My “sang-froid in moments of crisis” is now a standing joke against me! Vera, it was, who first started it, I believe. Well—I forgive her. I brought it on myself entirely, and must bear the consequences of my overweening conceit in the past!
A warm evening in August. The end of a stifling day.
As I sit writing the final lines of this strange narrative in my cosy little study in our new home—no, our home is not in tiny Rutland, but overlooking Hampstead Heath, a part of London that my wife loves—the crimson sun sinks slowly in the grey haze lying over the great city below. Vera is here with me, in her pale pink dinner-gown, and her fair hair brushes my cheek as she bends over me. Now her soft cheek is pressed to mine.

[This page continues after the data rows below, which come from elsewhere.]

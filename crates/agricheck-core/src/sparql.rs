//! # SPARQL Boundary
//!
//! The hierarchy query and the typed view of its JSON results.
//!
//! Results arrive as `{ results: { bindings: [ { var: { value } } ] } }`,
//! with any variable absent on any row. [`rows_from_results`] turns each
//! binding into a [`Row`] with explicit optional fields before anything
//! reaches the materializer.

use crate::primitives::MAX_LANGUAGE_LENGTH;
use crate::{AgricheckError, Row};
use serde::{Deserialize, Serialize};
use std::collections::BTreeMap;

// =============================================================================
// QUERY VARIABLES
// =============================================================================

/// Projected variable names of the hierarchy query.
pub mod vars {
    pub const SUBJECT: &str = "s";
    pub const SUBJECT_TYPE: &str = "sType";
    pub const SUBJECT_LABEL: &str = "sLabel";
    pub const SUBJECT_COMMENT: &str = "sComment";
    pub const HIERARCHY_LEVEL: &str = "hierarchyLevel";
    pub const SUB_GROUP: &str = "subGroup";
    pub const SUB_GROUP_LABEL: &str = "subGroupLabel";
    pub const SUB_GROUP_COMMENT: &str = "subGroupComment";
    pub const SUPER_GROUP: &str = "superGroup";
    pub const INSPECTION_POINT: &str = "inspectionPoint";
    pub const INSPECTION_POINT_LABEL: &str = "inspectionPointLabel";
    pub const INSPECTION_POINT_COMMENT: &str = "inspectionPointComment";
    pub const PARENT_GROUP: &str = "parentGroup";
}

// =============================================================================
// QUERY TEXT
// =============================================================================

const HIERARCHY_QUERY_TEMPLATE: &str = r#"PREFIX :           <https://agriculture.ld.admin.ch/inspection/>
PREFIX dcterms:    <http://purl.org/dc/terms/>
PREFIX schema:     <http://schema.org/>
PREFIX rdfs:       <http://www.w3.org/2000/01/rdf-schema#>

SELECT
  ?s ?sType ?sLabel ?sComment ?hierarchyLevel
  ?subGroup ?subGroupLabel ?subGroupComment
  ?superGroup
  ?inspectionPoint ?inspectionPointLabel ?inspectionPointComment
  ?parentGroup
WHERE {
  ?s a ?sType .
  FILTER(?sType IN (dcterms:Collection, :InspectionPoint))

  OPTIONAL { ?s rdfs:label   ?sLabel   . FILTER(LANG(?sLabel)   = "@LANG@") }
  OPTIONAL { ?s rdfs:comment ?sComment . FILTER(LANG(?sComment) = "@LANG@") }
  OPTIONAL { ?s :hierarchyLevel ?hierarchyLevel }

  OPTIONAL {
    ?s schema:hasPart ?subGroup .
    OPTIONAL { ?subGroup rdfs:label   ?subGroupLabel   . FILTER(LANG(?subGroupLabel)   = "@LANG@") }
    OPTIONAL { ?subGroup rdfs:comment ?subGroupComment . FILTER(LANG(?subGroupComment) = "@LANG@") }
  }

  OPTIONAL { ?s schema:isPartOf ?superGroup }

  OPTIONAL {
    ?s :includesInspectionPoints ?inspectionPoint .
    OPTIONAL { ?inspectionPoint rdfs:label   ?inspectionPointLabel   . FILTER(LANG(?inspectionPointLabel)   = "@LANG@") }
    OPTIONAL { ?inspectionPoint rdfs:comment ?inspectionPointComment . FILTER(LANG(?inspectionPointComment) = "@LANG@") }
  }

  OPTIONAL { ?s :belongsToGroup ?parentGroup }
}
"#;

/// Validate a language tag before it is spliced into query text.
///
/// Accepts non-empty tags of ASCII letters, digits and `-`.
pub fn validate_language(lang: &str) -> Result<(), AgricheckError> {
    let well_formed = !lang.is_empty()
        && lang.len() <= MAX_LANGUAGE_LENGTH
        && lang.chars().all(|c| c.is_ascii_alphanumeric() || c == '-');
    if well_formed {
        Ok(())
    } else {
        Err(AgricheckError::InvalidLanguage(lang.to_string()))
    }
}

/// Build the full-hierarchy query with labels filtered to `lang`.
pub fn hierarchy_query(lang: &str) -> Result<String, AgricheckError> {
    validate_language(lang)?;
    Ok(HIERARCHY_QUERY_TEMPLATE.replace("@LANG@", lang))
}

// =============================================================================
// RESULT DOCUMENT
// =============================================================================

/// `application/sparql-results+json` document.
#[derive(Debug, Clone, Default, PartialEq, Eq, Serialize, Deserialize)]
pub struct SparqlResults {
    #[serde(default, skip_serializing_if = "Option::is_none")]
    pub head: Option<ResultHead>,
    pub results: ResultSet,
}

#[derive(Debug, Clone, Default, PartialEq, Eq, Serialize, Deserialize)]
pub struct ResultHead {
    #[serde(default)]
    pub vars: Vec<String>,
}

#[derive(Debug, Clone, Default, PartialEq, Eq, Serialize, Deserialize)]
pub struct ResultSet {
    #[serde(default)]
    pub bindings: Vec<Binding>,
}

/// One result row: variable name to bound term.
pub type Binding = BTreeMap<String, BindingValue>;

/// A bound RDF term. Only `value` is read by the materializer.
#[derive(Debug, Clone, PartialEq, Eq, Serialize, Deserialize)]
pub struct BindingValue {
    pub value: String,
    #[serde(rename = "type", default, skip_serializing_if = "Option::is_none")]
    pub term_type: Option<String>,
    #[serde(rename = "xml:lang", default, skip_serializing_if = "Option::is_none")]
    pub lang: Option<String>,
}

impl BindingValue {
    #[must_use]
    pub fn literal(value: impl Into<String>) -> Self {
        Self {
            value: value.into(),
            term_type: Some("literal".to_string()),
            lang: None,
        }
    }

    #[must_use]
    pub fn uri(value: impl Into<String>) -> Self {
        Self {
            value: value.into(),
            term_type: Some("uri".to_string()),
            lang: None,
        }
    }
}

impl SparqlResults {
    /// Parse a results document from raw JSON bytes.
    pub fn from_json(bytes: &[u8]) -> Result<Self, AgricheckError> {
        serde_json::from_slice(bytes)
            .map_err(|e| AgricheckError::SerializationError(format!("SPARQL results: {}", e)))
    }

    /// Serialize back to pretty JSON (used for offline snapshots).
    pub fn to_json_pretty(&self) -> Result<String, AgricheckError> {
        serde_json::to_string_pretty(self)
            .map_err(|e| AgricheckError::SerializationError(e.to_string()))
    }

    /// Build a document from plain bindings.
    #[must_use]
    pub fn from_bindings(bindings: Vec<Binding>) -> Self {
        Self {
            head: None,
            results: ResultSet { bindings },
        }
    }

    #[must_use]
    pub fn row_count(&self) -> usize {
        self.results.bindings.len()
    }
}

// =============================================================================
// BINDING -> ROW
// =============================================================================

/// Convert a single binding into a typed row.
#[must_use]
pub fn row_from_binding(binding: &Binding) -> Row {
    let v = |key: &str| binding.get(key).map(|b| b.value.clone());
    Row {
        subject: v(vars::SUBJECT),
        subject_type: v(vars::SUBJECT_TYPE),
        subject_label: v(vars::SUBJECT_LABEL),
        subject_comment: v(vars::SUBJECT_COMMENT),
        hierarchy_level: v(vars::HIERARCHY_LEVEL),
        sub_group: v(vars::SUB_GROUP),
        sub_group_label: v(vars::SUB_GROUP_LABEL),
        sub_group_comment: v(vars::SUB_GROUP_COMMENT),
        super_group: v(vars::SUPER_GROUP),
        inspection_point: v(vars::INSPECTION_POINT),
        inspection_point_label: v(vars::INSPECTION_POINT_LABEL),
        inspection_point_comment: v(vars::INSPECTION_POINT_COMMENT),
        parent_group: v(vars::PARENT_GROUP),
    }
}

/// Convert every binding of a results document into typed rows.
#[must_use]
pub fn rows_from_results(results: &SparqlResults) -> Vec<Row> {
    results.results.bindings.iter().map(row_from_binding).collect()
}

// =============================================================================
// TESTS
// =============================================================================

#[cfg(test)]
mod tests {
    use super::*;

    #[test]
    fn query_splices_language() {
        let q = hierarchy_query("fr").expect("query");
        assert!(q.contains(r#"LANG(?sLabel)   = "fr""#));
        assert!(!q.contains("@LANG@"));
    }

    #[test]
    fn query_rejects_injection() {
        assert!(hierarchy_query(r#"de") } DROP"#).is_err());
        assert!(hierarchy_query("").is_err());
        assert!(hierarchy_query("de-CH").is_ok());
    }

    #[test]
    fn parses_sparql_json() {
        let json = br#"{
            "head": { "vars": ["s", "sType", "sLabel"] },
            "results": { "bindings": [
                { "s": { "type": "uri", "value": "https://x.org/C1" },
                  "sType": { "type": "uri", "value": "http://purl.org/dc/terms/Collection" },
                  "sLabel": { "type": "literal", "xml:lang": "de", "value": "Felder" } },
                { "s": { "type": "uri", "value": "https://x.org/P1" } }
            ] }
        }"#;

        let results = SparqlResults::from_json(json).expect("parse");
        let rows = rows_from_results(&results);

        assert_eq!(rows.len(), 2);
        assert_eq!(rows[0].subject.as_deref(), Some("https://x.org/C1"));
        assert_eq!(rows[0].subject_label.as_deref(), Some("Felder"));
        assert_eq!(rows[1].subject_type, None);
        assert_eq!(rows[1].sub_group, None);
    }

    #[test]
    fn rejects_wrong_shape() {
        let err = SparqlResults::from_json(br#"{"boolean": true}"#);
        assert!(matches!(err, Err(AgricheckError::SerializationError(_))));
    }
}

The blood-red afterglow burns and dies. The summer light is fading. The only sound is the whirr of a car going towards the Spaniards. The air outside is breathless, for the day has been terribly oppressive.
I raise my smiling face to her sweet countenance, and now, all at once, she stoops lower still, until on a sudden access of emotion, she passionately kisses my lips.
“Vera, my love!” I exclaim, looking up into her great blue eyes. “Why—why, what’s the matter, my darling?”
Her eyes are brimming with tears. Her red lips move, but no words escape them. The corners of her mouth are twitching.